A so-called medication abortion uses two different medications to end a pregnancy, according to Planned Parenthood’s website.

After taking the first round of medication, Coons returned to Boise and was hospitalized with nausea; it was then that couple found out the fetus had not yet been aborted.

At that point, Coons was told by a local doctor through Planned Parenthood to take the second round of medication, the Journal reported.
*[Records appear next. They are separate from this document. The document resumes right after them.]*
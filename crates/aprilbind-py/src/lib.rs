use aprilbind::{DetectorOptions, FamilySelection};
use image::GrayImage;
use numpy::ndarray::{arr1, arr2, Ix2};
use numpy::{IntoPyArray, PyArray1, PyArray2, PyReadonlyArrayDyn};
use pyo3::exceptions::{PyOSError, PyRuntimeError, PyValueError};
use pyo3::prelude::*;
use pyo3::types::PyList;

fn py_error(err: aprilbind::Error) -> PyErr {
    use aprilbind::Error as E;
    match err {
        E::LibraryNotFound { .. } | E::MissingSymbol { .. } | E::Io(_) => {
            PyOSError::new_err(err.to_string())
        }
        E::UnknownFamily(_) | E::InvalidImage { .. } | E::InvalidOptions(_) | E::Json(_) => {
            PyValueError::new_err(err.to_string())
        }
        E::NullPointer(_) | E::Marshal(_) => PyRuntimeError::new_err(err.to_string()),
    }
}

fn gray_image_from_array(array: PyReadonlyArrayDyn<'_, u8>) -> PyResult<GrayImage> {
    let view = array
        .as_array()
        .into_dimensionality::<Ix2>()
        .map_err(|_| PyValueError::new_err("expected a grayscale image array with shape (H, W)"))?;
    let (h, w) = view.dim();
    let (width, height) = aprilbind::raster::dimensions_from_shape(h, w).map_err(py_error)?;
    // Row-major copy regardless of the input's strides.
    let out: Vec<u8> = view.iter().copied().collect();
    GrayImage::from_raw(width, height, out)
        .ok_or_else(|| PyRuntimeError::new_err("failed to build grayscale image"))
}

/// Families argument: a family string ("all", "tag36h11 tag25h9") or a list.
#[derive(FromPyObject)]
enum FamiliesArg {
    Text(String),
    List(Vec<String>),
}

impl From<FamiliesArg> for FamilySelection {
    fn from(arg: FamiliesArg) -> Self {
        match arg {
            FamiliesArg::Text(text) => FamilySelection::parse(&text),
            FamiliesArg::List(names) => FamilySelection::Names(names),
        }
    }
}

#[pyclass(module = "apriltag", name = "DetectorOptions")]
#[derive(Clone)]
struct PyDetectorOptions {
    inner: DetectorOptions,
}

#[pymethods]
impl PyDetectorOptions {
    #[new]
    #[pyo3(signature = (
        families=None,
        border=1,
        nthreads=4,
        quad_decimate=1.0,
        quad_blur=0.0,
        refine_edges=true,
        refine_decode=false,
        refine_pose=false,
        debug=false,
        quad_contours=true
    ))]
    #[allow(clippy::too_many_arguments)]
    fn new(
        families: Option<FamiliesArg>,
        border: i32,
        nthreads: i32,
        quad_decimate: f32,
        quad_blur: f32,
        refine_edges: bool,
        refine_decode: bool,
        refine_pose: bool,
        debug: bool,
        quad_contours: bool,
    ) -> PyResult<Self> {
        let inner = DetectorOptions {
            families: families.map(Into::into).unwrap_or_default(),
            border,
            nthreads,
            quad_decimate,
            quad_blur,
            refine_edges,
            refine_decode,
            refine_pose,
            debug,
            quad_contours,
        };
        inner.validate().map_err(py_error)?;
        Ok(Self { inner })
    }

    #[staticmethod]
    fn from_json(json: &str) -> PyResult<Self> {
        Ok(Self {
            inner: DetectorOptions::from_json_str(json).map_err(py_error)?,
        })
    }

    fn to_json(&self) -> PyResult<String> {
        self.inner.to_json_pretty().map_err(py_error)
    }

    #[getter]
    fn families(&self) -> String {
        self.inner.families.to_string()
    }
    #[getter]
    fn border(&self) -> i32 {
        self.inner.border
    }
    #[getter]
    fn nthreads(&self) -> i32 {
        self.inner.nthreads
    }
    #[getter]
    fn quad_decimate(&self) -> f32 {
        self.inner.quad_decimate
    }
    #[getter]
    fn quad_blur(&self) -> f32 {
        self.inner.quad_blur
    }
    /// Same value as `quad_blur`, under the native field name.
    #[getter]
    fn quad_sigma(&self) -> f32 {
        self.inner.quad_blur
    }
    #[getter]
    fn refine_edges(&self) -> bool {
        self.inner.refine_edges
    }
    #[getter]
    fn refine_decode(&self) -> bool {
        self.inner.refine_decode
    }
    #[getter]
    fn refine_pose(&self) -> bool {
        self.inner.refine_pose
    }
    #[getter]
    fn debug(&self) -> bool {
        self.inner.debug
    }
    #[getter]
    fn quad_contours(&self) -> bool {
        self.inner.quad_contours
    }

    fn __repr__(&self) -> String {
        format!("DetectorOptions({:?})", self.inner)
    }
}

#[pyclass(module = "apriltag", name = "Detection", frozen)]
struct PyDetection {
    inner: aprilbind::Detection,
}

#[pymethods]
impl PyDetection {
    #[getter]
    fn tag_family(&self) -> &str {
        &self.inner.tag_family
    }
    #[getter]
    fn tag_id(&self) -> i32 {
        self.inner.tag_id
    }
    #[getter]
    fn hamming(&self) -> i32 {
        self.inner.hamming
    }
    #[getter]
    fn goodness(&self) -> f32 {
        self.inner.goodness
    }
    #[getter]
    fn decision_margin(&self) -> f32 {
        self.inner.decision_margin
    }
    /// 3x3 float64 array.
    #[getter]
    fn homography<'py>(&self, py: Python<'py>) -> Bound<'py, PyArray2<f64>> {
        arr2(&self.inner.homography).into_pyarray_bound(py)
    }
    /// Length-2 float64 array.
    #[getter]
    fn center<'py>(&self, py: Python<'py>) -> Bound<'py, PyArray1<f64>> {
        arr1(&self.inner.center).into_pyarray_bound(py)
    }
    /// 4x2 float64 array.
    #[getter]
    fn corners<'py>(&self, py: Python<'py>) -> Bound<'py, PyArray2<f64>> {
        arr2(&self.inner.corners).into_pyarray_bound(py)
    }

    #[pyo3(signature = (indent=0))]
    fn tostring(&self, indent: usize) -> String {
        self.inner.to_string_indented(indent)
    }

    fn to_json(&self) -> PyResult<String> {
        serde_json::to_string(&self.inner).map_err(|e| PyValueError::new_err(e.to_string()))
    }

    fn __str__(&self) -> String {
        self.inner.to_string()
    }

    fn __repr__(&self) -> String {
        format!(
            "Detection(tag_family={:?}, tag_id={}, hamming={}, decision_margin={})",
            self.inner.tag_family, self.inner.tag_id, self.inner.hamming, self.inner.decision_margin
        )
    }
}

#[pyclass(module = "apriltag", name = "Detector")]
struct PyDetector {
    inner: aprilbind::Detector,
}

#[pymethods]
impl PyDetector {
    #[new]
    #[pyo3(signature = (options=None))]
    fn new(options: Option<PyRef<'_, PyDetectorOptions>>) -> PyResult<Self> {
        let options = options.map(|o| o.inner.clone()).unwrap_or_default();
        Ok(Self {
            inner: aprilbind::Detector::with_options(options).map_err(py_error)?,
        })
    }

    /// Options the detector was created with.
    #[getter]
    fn options(&self) -> PyDetectorOptions {
        PyDetectorOptions {
            inner: self.inner.options().clone(),
        }
    }

    /// Every family the native library provides.
    #[getter]
    fn families(&self) -> PyResult<Vec<String>> {
        self.inner.families().map_err(py_error)
    }

    fn add_tag_family(&mut self, name: &str) -> PyResult<()> {
        self.inner.add_tag_family(name).map_err(py_error)
    }

    /// Detect tags in a 2-D uint8 array. With `return_image=True` returns
    /// `(detections, image)` where `image` renders the detections.
    #[pyo3(signature = (img, return_image=false))]
    fn detect(
        &mut self,
        py: Python<'_>,
        img: PyReadonlyArrayDyn<'_, u8>,
        return_image: bool,
    ) -> PyResult<PyObject> {
        let gray = gray_image_from_array(img)?;
        let detector = &mut self.inner;

        let (found, vis) = if return_image {
            let (d, v) = py
                .allow_threads(|| detector.detect_with_visualization(&gray))
                .map_err(py_error)?;
            (d, Some(v))
        } else {
            let d = py.allow_threads(|| detector.detect(&gray)).map_err(py_error)?;
            (d, None)
        };

        let list = PyList::empty_bound(py);
        for det in found {
            list.append(Py::new(py, PyDetection { inner: det })?)?;
        }

        match vis {
            None => Ok(list.into_any().unbind()),
            Some(v) => {
                let (w, h) = v.dimensions();
                let pixels = numpy::ndarray::Array2::from_shape_vec((h as usize, w as usize), v.into_raw())
                    .map_err(|e| PyRuntimeError::new_err(e.to_string()))?;
                let image = pixels.into_pyarray_bound(py);
                Ok((list, image).into_py(py))
            }
        }
    }
}

#[pyfunction]
fn package_version() -> &'static str {
    env!("CARGO_PKG_VERSION")
}

#[pymodule]
fn apriltag(m: &Bound<'_, PyModule>) -> PyResult<()> {
    m.add_class::<PyDetectorOptions>()?;
    m.add_class::<PyDetection>()?;
    m.add_class::<PyDetector>()?;

    m.add_function(wrap_pyfunction!(package_version, m)?)?;
    Ok(())
}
Coons was then told to get blood work to see whether the medicine worked, and it was there that Coons said, “she would like to have a second medication abortion if she was still pregnant.”

Coons was told that if she returned to New Mexico, the abortion would be free; if done in Boise, it would have to be paid for.

Coons said she could not afford another abortion attempt, the Journal reported, and followed through with the pregnancy. By March “the fetus had now developed to somewhere around nine weeks. Ms. Coons could not morally sanction further action to terminate the fetus,” according to the lawsuit.

In a statement to the Journal, a Planned Parenthood spokesperson said that she “was unable to comment on pending litigation, and out of respect for patient privacy, she could not discuss specific patients.”